Varro Tyler, PhD, a pharmacognosist (expert in medical botany; aka phytomedicine), is one of the most credible writers on the medicinal use of plant substances. In "Should herbal remedies remain in FDA regulatory limbo" (Nutr Forum, Nov-Dec, 1992), Tyler describes the regulation of herbal remedies in the USA and Europe.
Tyler believes FDA should regulate herbal remedies as drugs, but adopt standards that are less stringent than required of new drugs. He says that herbal remedies should be reasonably proven both safe and effective, but that special consideration should be given to their long history of use and scientific and clinical literature which has accumulated in Europe. He describes the German Federal Health Agency's Commission E which has a system to glean data from practitioners, patients, clinical and pharmacological reports. Although not foolproof, the system is worthwhile from a regulatory standpoint.
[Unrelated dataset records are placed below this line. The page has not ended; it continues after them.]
use std::env;
use std::fmt;
use std::path::{Path, PathBuf};

/// Environment variable naming a configuration file.
pub const CONFIG_ENV: &str = "PRANA_CONFIG";

/// Environment variable overriding the base directory (tests use this).
pub const HOME_ENV: &str = "PRANA_HOME";

/// File name looked up inside the base directory.
pub const CONFIG_FILE_NAME: &str = "breath.toml";

/// Where the breath configuration came from.
#[derive(Clone, Debug, PartialEq, Eq)]
pub enum ConfigSource {
    Explicit(PathBuf),
    Env(PathBuf),
    Home(PathBuf),
    Builtin,
}

impl ConfigSource {
    pub fn path(&self) -> Option<&Path> {
        match self {
            ConfigSource::Explicit(p) | ConfigSource::Env(p) | ConfigSource::Home(p) => Some(p),
            ConfigSource::Builtin => None,
        }
    }
}

impl fmt::Display for ConfigSource {
    fn fmt(&self, f: &mut fmt::Formatter<'_>) -> fmt::Result {
        match self {
            ConfigSource::Explicit(p) => write!(f, "{} (--config)", p.display()),
            ConfigSource::Env(p) => write!(f, "{} (${CONFIG_ENV})", p.display()),
            ConfigSource::Home(p) => write!(f, "{}", p.display()),
            ConfigSource::Builtin => write!(f, "built-in defaults"),
        }
    }
}

/// Base directory for user files: `$PRANA_HOME`, else `~/.prana`.
pub fn default_base_dir() -> PathBuf {
    if let Ok(dir) = env::var(HOME_ENV) {
        return PathBuf::from(dir);
    }
    env::var("HOME")
        .or_else(|_| env::var("USERPROFILE"))
        .map(PathBuf::from)
        .unwrap_or_else(|_| PathBuf::from("."))
        .join(".prana")
}

/// Priority chain, no I/O:
/// 1. Explicit path
/// 2. `$PRANA_CONFIG` (ignored when empty)
/// 3. `<base>/breath.toml` if it exists
/// 4. Built-in defaults
fn choose_source(
    explicit: Option<&Path>,
    env_path: Option<String>,
    home_file: Option<PathBuf>,
) -> ConfigSource {
    if let Some(path) = explicit {
        return ConfigSource::Explicit(path.to_path_buf());
    }
    if let Some(path) = env_path.filter(|p| !p.trim().is_empty()) {
        return ConfigSource::Env(PathBuf::from(path));
    }
    match home_file {
        Some(path) => ConfigSource::Home(path),
        None => ConfigSource::Builtin,
    }
}

pub fn resolve_source(explicit: Option<&Path>) -> ConfigSource {
    let home_file = default_base_dir().join(CONFIG_FILE_NAME);
    choose_source(
        explicit,
        env::var(CONFIG_ENV).ok(),
        home_file.is_file().then_some(home_file),
    )
}
//! Per-(chakra, level) breath configuration and its load-time validation.
//!
//! The configuration document is parsed once into [`ConfigDocument`] and
//! converted into a validated, immutable [`BreathConfig`]. Any malformed
//! entry fails the whole load.

use std::collections::BTreeMap;

use serde::{Deserialize, Serialize};

use crate::chakra::{ChakraId, ExperienceLevel};
use crate::constants::{CYCLE_LENGTH_MAX, CYCLE_LENGTH_MIN};
use crate::cycle::build_cycle;
use crate::error::{ConfigError, Result};
use crate::phase::{Direction, PhaseName};

/// Raw phase durations in seconds.
#[derive(Clone, Copy, Debug, Default, PartialEq, Serialize, Deserialize)]
#[serde(deny_unknown_fields)]
pub struct PhaseDurations {
    pub inhale: f64,
    #[serde(default)]
    pub hold_top: f64,
    pub exhale: f64,
    #[serde(default)]
    pub hold_bottom: f64,
}

impl PhaseDurations {
    pub fn get(&self, phase: PhaseName) -> f64 {
        match phase {
            PhaseName::Inhale => self.inhale,
            PhaseName::HoldTop => self.hold_top,
            PhaseName::Exhale => self.exhale,
            PhaseName::HoldBottom => self.hold_bottom,
        }
    }

    pub fn total(&self) -> f64 {
        PhaseName::ALL.iter().map(|&p| self.get(p)).sum()
    }
}

/// Fill direction for the two moving phases. Holds never fill.
#[derive(Clone, Copy, Debug, PartialEq, Serialize, Deserialize)]
#[serde(deny_unknown_fields)]
pub struct FillDirections {
    #[serde(default = "default_inhale_direction")]
    pub inhale: Direction,
    #[serde(default = "default_exhale_direction")]
    pub exhale: Direction,
}

fn default_inhale_direction() -> Direction {
    Direction::Ltr
}

fn default_exhale_direction() -> Direction {
    Direction::Rtl
}

impl Default for FillDirections {
    fn default() -> Self {
        Self {
            inhale: default_inhale_direction(),
            exhale: default_exhale_direction(),
        }
    }
}

/// Numbers shown as counting cues per phase. Display only.
#[derive(Clone, Copy, Debug, Default, PartialEq, Eq, Serialize, Deserialize)]
#[serde(deny_unknown_fields)]
pub struct CountCues {
    #[serde(default)]
    pub inhale: u32,
    #[serde(default)]
    pub hold_top: u32,
    #[serde(default)]
    pub exhale: u32,
    #[serde(default)]
    pub hold_bottom: u32,
}

impl CountCues {
    pub fn get(&self, phase: PhaseName) -> u32 {
        match phase {
            PhaseName::Inhale => self.inhale,
            PhaseName::HoldTop => self.hold_top,
            PhaseName::Exhale => self.exhale,
            PhaseName::HoldBottom => self.hold_bottom,
        }
    }
}

#[derive(Clone, Copy, Debug, Default, PartialEq, Serialize, Deserialize)]
#[serde(deny_unknown_fields)]
pub struct LevelUi {
    #[serde(default)]
    pub directions: FillDirections,
    #[serde(default)]
    pub count_cues: CountCues,
}

/// Recommended number of cycles for a preset session length.
#[derive(Clone, Copy, Debug, PartialEq, Eq, Serialize, Deserialize)]
pub struct SessionPreset {
    pub minutes: u32,
    pub cycles: u32,
}

#[derive(Clone, Debug, PartialEq, Serialize, Deserialize)]
#[serde(deny_unknown_fields)]
pub struct LevelConfig {
    /// Label such as "4:2:6:2". Display only.
    #[serde(default)]
    pub breath_ratio: String,
    pub cycle_length_seconds: f64,
    pub phases: PhaseDurations,
    #[serde(default)]
    pub presets: Vec<SessionPreset>,
    #[serde(default)]
    pub ui: LevelUi,
}

impl LevelConfig {
    /// Check durations and the declared cycle length. NaN counts as invalid.
    pub fn validate(&self, chakra: ChakraId, level: ExperienceLevel) -> Result<()> {
        for phase in PhaseName::ALL {
            let value = self.phases.get(phase);
            if !value.is_finite() || value < 0.0 {
                return Err(ConfigError::NegativeDuration {
                    chakra,
                    level,
                    phase,
                    value,
                });
            }
        }
        let length = self.cycle_length_seconds;
        if !(CYCLE_LENGTH_MIN..=CYCLE_LENGTH_MAX).contains(&length) {
            return Err(ConfigError::CycleLengthOutOfRange {
                chakra,
                level,
                value: length,
            });
        }
        Ok(())
    }

    /// Declared cycle length minus the phase sum, when they disagree.
    pub fn cycle_length_mismatch(&self) -> Option<f64> {
        let diff = self.cycle_length_seconds - self.phases.total();
        (diff.abs() > 1e-9).then_some(diff)
    }

    /// Session length for `cycles` full cycles of the built cycle.
    pub fn session_seconds(&self, cycles: u32, include_holds: bool) -> f64 {
        f64::from(cycles) * build_cycle(self, include_holds).length()
    }

    pub fn recommended_cycles(&self, minutes: u32) -> Option<u32> {
        self.presets
            .iter()
            .find(|p| p.minutes == minutes)
            .map(|p| p.cycles)
    }
}

/// On-disk shape: `chakras.<chakra>.<level>`. Keys are resolved (aliases
/// included) during [`BreathConfig::from_document`].
#[derive(Clone, Debug, Default, Serialize, Deserialize)]
pub struct ConfigDocument {
    #[serde(default)]
    pub chakras: BTreeMap<String, BTreeMap<String, LevelConfig>>,
}

/// Validated, immutable breath configuration.
#[derive(Clone, Debug, Default)]
pub struct BreathConfig {
    levels: BTreeMap<(ChakraId, ExperienceLevel), LevelConfig>,
}

impl BreathConfig {
    /// Two keys naming the same (chakra, level), e.g. `solar` and
    /// `solar_plexus`, are rejected rather than one silently winning.
    pub fn from_document(doc: ConfigDocument) -> Result<Self> {
        let mut levels = BTreeMap::new();
        for (chakra_key, by_level) in doc.chakras {
            let chakra: ChakraId = chakra_key.parse()?;
            for (level_key, config) in by_level {
                let level: ExperienceLevel = level_key.parse()?;
                config.validate(chakra, level)?;
                if levels.insert((chakra, level), config).is_some() {
                    return Err(ConfigError::DuplicateLevel { chakra, level });
                }
            }
        }
        Ok(Self { levels })
    }

    pub fn from_json_str(json: &str) -> Result<Self> {
        let doc: ConfigDocument = serde_json::from_str(json)?;
        Self::from_document(doc)
    }

    pub fn get(&self, chakra: ChakraId, level: ExperienceLevel) -> Option<&LevelConfig> {
        self.levels.get(&(chakra, level))
    }

    pub fn require(
        &self,
        chakra: ChakraId,
        level: ExperienceLevel,
    ) -> Result<&LevelConfig> {
        self.get(chakra, level)
            .ok_or(ConfigError::MissingLevel { chakra, level })
    }

    /// Look up by application-level strings, aliases allowed.
    pub fn lookup(&self, chakra: &str, level: &str) -> Result<&LevelConfig> {
        self.require(chakra.parse()?, level.parse()?)
    }

    pub fn iter(&self) -> impl Iterator<Item = (ChakraId, ExperienceLevel, &LevelConfig)> {
        self.levels.iter().map(|(&(c, l), cfg)| (c, l, cfg))
    }

    pub fn len(&self) -> usize {
        self.levels.len()
    }

    pub fn is_empty(&self) -> bool {
        self.levels.is_empty()
    }
}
In the USA, herbal remedies are sold as foods so long as they do not make therapeutic claims on their labels. Without label claims, no legal standards of quality exist or are enforced. As a result, consumers have less than a 50% chance that the herbs are authentic or contain an effective dose. A Canadian study of the herb feverfew found that no commercial product contained even half of the minimum amount of the constituent required for effectiveness. In the absence of labeling standards, health claims are being made in catalogs and books for herbal remedies whic h Tyler describes as "mostly pure hyperbole." Tyler believes that a more reasonable approach by FDA would benefit consumers by insuring standards of quality (identity and dosage) and by requiring accurate information on labels regarding benefits and risks. This would undercut the exaggerated claims now being made by promoters. The article profiles 10 useful herbal remedies.
More than 98% of foods (domestic & imported) either had no detectable pesticides (66.8%) or were below federal limits. Only 0.8% of domestic and 2.3% of imported samples were violative. Copies of the report, Food & Drug Administration Pesticide Program -- Residue Monitoring, may be obtained from Norma Yess, FDA, HFF-420, 200 C St. S.W., Washington, DC 20204.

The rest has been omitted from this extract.